Sugeng Suparwoto, Ketua Komisi VII DPR RI, menegaskan pembahasan kuota BBM bersubsidi cukup mendesak lantaran adanya peningkatan konsumsi BBM sejak awal tahun yang berbuntut pada diperkirakan jebolnya subsidi ditengah tingginya harga minyak dunia.

“Kita akan cek ke Pertamina dan BPH Migas kita akan duduk 1-2 hari akan cek betul volumenya berapa, konsumsi masyarakat berapa karena faktanya konsumsi BBM naik tinggi, sudah pulih dari 2019 sebelum krisis inilah sekali lagi kita tidak bisa mengandai-andai kita akan cek betul dalam forum resmi,” kata Sugeng di gedung parlemen (16/8).

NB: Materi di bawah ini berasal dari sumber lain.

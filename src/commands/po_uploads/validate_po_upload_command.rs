use crate::{
    commands::Command,
    db::DbPool,
    entities::{
        po_upload::PoUploadState,
        po_upload_line::{self, SkuValidity},
    },
    errors::ServiceError,
    metrics::{record_failure, PO_UPLOAD_LINES_CHECKED, PO_UPLOAD_VALIDATIONS},
    services::{
        catalog::find_by_style_no,
        po_uploads::{find_upload, load_lines, write_sku_status},
    },
};
use chrono::Utc;
use sea_orm::{ActiveModelTrait, Set, TransactionTrait};
use serde::{Deserialize, Serialize};
use std::sync::Arc;
use tracing::{debug, error, info, instrument, warn};

/// Checks every line's SKU against the catalog's buyer style numbers.
#[derive(Debug, Clone, Serialize, Deserialize)]
pub struct ValidatePoUploadCommand {
    pub upload_id: i64,
}

#[derive(Debug, Clone, Serialize, Deserialize)]
pub struct ValidationReport {
    pub upload_id: i64,
    pub state: PoUploadState,
    pub lines_checked: usize,
    pub valid_count: usize,
    pub invalid_skus: Vec<String>,
    pub has_invalid_sku: bool,
    pub has_all_valid_sku: bool,
}

impl ValidationReport {
    pub fn invalid_count(&self) -> usize {
        self.lines_checked - self.valid_count
    }
}

/// State an upload lands in after a validation pass.
pub(crate) fn state_after_validation(lines_checked: usize, invalid_count: usize) -> PoUploadState {
    if lines_checked > 0 && invalid_count == 0 {
        PoUploadState::Validated
    } else {
        PoUploadState::New
    }
}

#[async_trait::async_trait]
impl Command for ValidatePoUploadCommand {
    type Result = ValidationReport;

    #[instrument(skip(self, db_pool), fields(upload_id = self.upload_id))]
    async fn execute(&self, db_pool: Arc<DbPool>) -> Result<Self::Result, ServiceError> {
        let report = self.validate_lines(&db_pool).await.map_err(|e| {
            record_failure("validate", &e);
            error!(error = %e, "Failed to validate PO upload");
            e
        })?;

        let outcome = report.state.to_string();
        PO_UPLOAD_VALIDATIONS
            .with_label_values(&[outcome.as_str()])
            .inc();
        PO_UPLOAD_LINES_CHECKED
            .with_label_values(&["valid"])
            .inc_by(report.valid_count as u64);
        PO_UPLOAD_LINES_CHECKED
            .with_label_values(&["invalid"])
            .inc_by(report.invalid_count() as u64);

        info!(
            upload_id = report.upload_id,
            state = %report.state,
            lines_checked = report.lines_checked,
            invalid = report.invalid_count(),
            "PO upload validated"
        );

        Ok(report)
    }
}

impl ValidatePoUploadCommand {
    async fn validate_lines(&self, db: &DbPool) -> Result<ValidationReport, ServiceError> {
        let txn = db.begin().await?;

        let upload = find_upload(&txn, self.upload_id).await?;
        if upload.state.is_terminal() {
            return Err(ServiceError::InvalidOperation(format!(
                "PO upload {} cannot be validated in {} state",
                upload.name, upload.state
            )));
        }

        let lines = load_lines(&txn, &upload).await?;
        if lines.is_empty() {
            warn!(upload_id = upload.id, "PO upload has no lines to validate");
        }

        let mut checked = Vec::with_capacity(lines.len());
        let mut invalid_skus = Vec::new();
        for line in lines {
            let validity = match find_by_style_no(&txn, &line.sku_no).await? {
                Some(template) => {
                    debug!(
                        line_id = line.id,
                        sku_no = %line.sku_no,
                        template_id = template.id,
                        "SKU matched"
                    );
                    SkuValidity::Valid
                }
                None => {
                    debug!(line_id = line.id, sku_no = %line.sku_no, "SKU not in catalog");
                    invalid_skus.push(line.sku_no.clone());
                    SkuValidity::Invalid
                }
            };

            let mut line: po_upload_line::ActiveModel = line.into();
            line.set_sku_validity(validity);
            line.updated_at = Set(Utc::now());
            checked.push(line.update(&txn).await?);
        }

        let lines_checked = checked.len();
        let next_state = state_after_validation(lines_checked, invalid_skus.len());
        let upload = write_sku_status(&txn, upload, &checked, Some(next_state)).await?;

        txn.commit().await?;

        Ok(ValidationReport {
            upload_id: upload.id,
            state: upload.state,
            lines_checked,
            valid_count: lines_checked - invalid_skus.len(),
            invalid_skus,
            has_invalid_sku: upload.has_invalid_sku,
            has_all_valid_sku: upload.has_all_valid_sku,
        })
    }
}

#[cfg(test)]
mod tests {
    use super::*;
    use rstest::rstest;

    #[rstest]
    #[case(3, 0, PoUploadState::Validated)]
    #[case(3, 1, PoUploadState::New)]
    #[case(1, 1, PoUploadState::New)]
    #[case(0, 0, PoUploadState::New)]
    fn next_state(#[case] checked: usize, #[case] invalid: usize, #[case] expected: PoUploadState) {
        assert_eq!(state_after_validation(checked, invalid), expected);
    }
}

Sebelumnya Ketua Badan Anggaran DPR RI menuturkan tidak ada cara lain untuk menutup kesenjangan harga antara harga jual BBM sekarang dengan keekonomian selain dengan menaikkan harga BBM ke masyarakat.

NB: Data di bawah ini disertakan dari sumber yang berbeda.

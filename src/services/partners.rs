use sea_orm::{ConnectionTrait, EntityTrait};

use crate::{
    entities::partner::{self, Entity as PartnerEntity},
    errors::ServiceError,
};

async fn load<C>(conn: &C, role: &str, partner_id: i64) -> Result<partner::Model, ServiceError>
where
    C: ConnectionTrait,
{
    PartnerEntity::find_by_id(partner_id)
        .one(conn)
        .await?
        .ok_or_else(|| {
            ServiceError::ValidationError(format!("{} {} does not exist", role, partner_id))
        })
}

/// Customers must be companies with a positive customer rank.
pub async fn ensure_customer<C>(conn: &C, partner_id: i64) -> Result<partner::Model, ServiceError>
where
    C: ConnectionTrait,
{
    let partner = load(conn, "Customer", partner_id).await?;
    if !partner.is_customer_company() {
        return Err(ServiceError::ValidationError(format!(
            "Partner {} ({}) is not a customer company",
            partner.id, partner.name
        )));
    }
    Ok(partner)
}

/// Vendors must be companies with a positive supplier rank.
pub async fn ensure_vendor<C>(conn: &C, partner_id: i64) -> Result<partner::Model, ServiceError>
where
    C: ConnectionTrait,
{
    let partner = load(conn, "Vendor", partner_id).await?;
    if !partner.is_vendor_company() {
        return Err(ServiceError::ValidationError(format!(
            "Partner {} ({}) is not a vendor company",
            partner.id, partner.name
        )));
    }
    Ok(partner)
}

Menurut Sugeng kalkulasi Banggar merupakan hasil dari pembahasan Komisi VII, untuk itu sudah sepatutnya Komisi VII kembali melakukan kalkulasi ulang sebelum diputuskan adanya kenaikan harga BBM atau tidak.

“Ingat Banggar kan hitungannya dari komisi VII juga,” tegas Sugeng.

Menurut dia kenaikan harga BBM bakal memberikan efek domino yang luar biasa kepada masyarakat karena tanpa kenaikan harga BBM sekarang saja harga kebutuhan barang dan jasa sudah mulai merangkak naik.

Dia memaklumi kesulitan pemerintah dengan tingginya gap antara harga jual BBM sekarang dengan keeknomian. Namun dia meminta pemerintah mendorong adanya penghematan melalui penyaluran BBM subsidi yang tepat sasaran.

“Penghematan saya setuju dengan cara penghematan yaitu BBM subsidi diperuntukan bagi angkot, motor, angkutan logistik itu pun truk roda empat karena solar subsidinya tinggi sekali, dijual Rp5.150 padahal biaya produksi Rp 15 ribuan, Pertalite dijual Rp7.650 harga keekonomiannya Rp 17 ribuan ini memang terjadi kesenjangan yang luar biasa maka pemakaian secara volume harus tepat sasaran, banyak metode agar tepat sasaran,” jelas Sugeng. (RI)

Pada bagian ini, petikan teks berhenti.